Jacques Mattheij made a small, but awesome, mistake. He went on eBay one evening and bid on a bunch of bulk LEGO brick auctions, then went to sleep. Upon waking, he discovered that he was the high bidder on many, and was now the proud owner of two tons of LEGO bricks. (This is about 4400 pounds.) He wrote, "[L]esson 1: if you win almost all bids you are bidding too high."

Mattheij had noticed that bulk, unsorted bricks sell for something like €10/kilogram, whereas sets are roughly €40/kg and rare parts go for up to €100/kg. Much of the value of the bricks is in their sorting. If he could reduce the entropy of these bins of unsorted bricks, he could make a tidy profit. While many people do this work by hand, the problem is enormous—just the kind of challenge for a computer. Mattheij writes:

There are 38000+ shapes and there are 100+ possible shades of color (you can roughly tell how old someone is by asking them what lego colors they remember from their youth).

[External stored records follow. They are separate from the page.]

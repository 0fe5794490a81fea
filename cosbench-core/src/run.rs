//! Single-Shot Benchmark Runner
//!
//! The one process all three binaries share: start the stopwatch, invoke the
//! backend once, stop the stopwatch. Input generation and result formatting
//! happen outside the timed window; synchronization barriers a backend
//! performs internally happen inside it.

use crate::backend::{BackendError, ComputeBackend};
use crate::measure::{Measurement, Stopwatch};

/// Outcome of one timed backend invocation.
#[derive(Debug)]
pub struct ShotResult {
    /// Elementwise cosine of the input, same length as the input.
    pub output: Vec<f32>,
    /// Wall-clock time the invocation took.
    pub measurement: Measurement,
}

/// Run the backend exactly once over `input`, timing only the compute call.
pub fn run_single_shot(
    backend: &dyn ComputeBackend,
    input: &[f32],
) -> Result<ShotResult, BackendError> {
    let watch = Stopwatch::start();
    let output = backend.compute(input)?;
    let measurement = watch.stop();

    Ok(ShotResult {
        output,
        measurement,
    })
}

#[cfg(test)]
mod tests {
    use super::*;

    /// Scalar reference backend for exercising the runner.
    struct ScalarCosine;

    impl ComputeBackend for ScalarCosine {
        fn label(&self) -> &'static str {
            "scalar"
        }

        fn compute(&self, input: &[f32]) -> Result<Vec<f32>, BackendError> {
            Ok(input.iter().map(|x| x.cos()).collect())
        }
    }

    struct AlwaysFails;

    impl ComputeBackend for AlwaysFails {
        fn label(&self) -> &'static str {
            "broken"
        }

        fn compute(&self, _input: &[f32]) -> Result<Vec<f32>, BackendError> {
            Err(BackendError::NoAdapter)
        }
    }

    #[test]
    fn test_output_matches_input_length() {
        let input = crate::sequential_floats(128);
        let shot = run_single_shot(&ScalarCosine, &input).unwrap();

        assert_eq!(shot.output.len(), input.len());
        for (x, y) in input.iter().zip(&shot.output) {
            assert!((y - x.cos()).abs() < 1e-6);
        }
    }

    #[test]
    fn test_empty_input() {
        let shot = run_single_shot(&ScalarCosine, &[]).unwrap();
        assert!(shot.output.is_empty());
    }

    #[test]
    fn test_measurement_is_positive() {
        let input = crate::sequential_floats(100_000);
        let shot = run_single_shot(&ScalarCosine, &input).unwrap();

        assert!(shot.measurement.wall().as_nanos() > 0);
    }

    #[test]
    fn test_backend_fault_propagates() {
        let err = run_single_shot(&AlwaysFails, &[1.0]).unwrap_err();
        assert!(matches!(err, BackendError::NoAdapter));
    }
}
//! Foreign-function cosine benchmark: one call into the `benchmark` symbol
//! of a pre-built shared library.

fn main() -> anyhow::Result<()> {
    cosbench_cli::run_native()
}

In the following months, Mattheij built a proof-of-concept sorting system using, of course, LEGO. He broke the problem down into a series of sub-problems (including "feeding LEGO reliably from a hopper is surprisingly hard," one of those facts of nature that will stymie even the best system design). After tinkering with the prototype at length, he expanded the system to a surprisingly complex system of conveyer belts (powered by a home treadmill), various pieces of cabinetry, and "copious quantities of crazy glue."

Here's a video showing the current system running at low speed:

The key part of the system was running the bricks past a camera paired with a computer running a neural net-based image classifier. That allows the computer (when sufficiently trained on brick images) to recognize bricks and thus categorize them by color, shape, or other parameters. Remember that as bricks pass by, they can be in any orientation, can be dirty, can even be stuck to other pieces. So having a flexible software system is key to recognizing—in a fraction of a second—what a given brick is, in order to sort it out. When a match is found, a jet of compressed air pops the piece off the conveyer belt and into a waiting bin.

After much experimentation, Mattheij rewrote the software (several times in fact) to accomplish a variety of basic tasks. At its core, the system takes images from a webcam and feeds them to a neural network to do the classification. Of course, the neural net needs to be "trained" by showing it lots of images, and telling it what those images represent. Mattheij's breakthrough was allowing the machine to effectively train itself, with guidance: Running pieces through allows the system to take its own photos, make a guess, and build on that guess. As long as Mattheij corrects the incorrect guesses, he ends up with a decent (and self-reinforcing) corpus of training data. As the machine continues running, it can rack up more training, allowing it to recognize a broad variety of pieces on the fly.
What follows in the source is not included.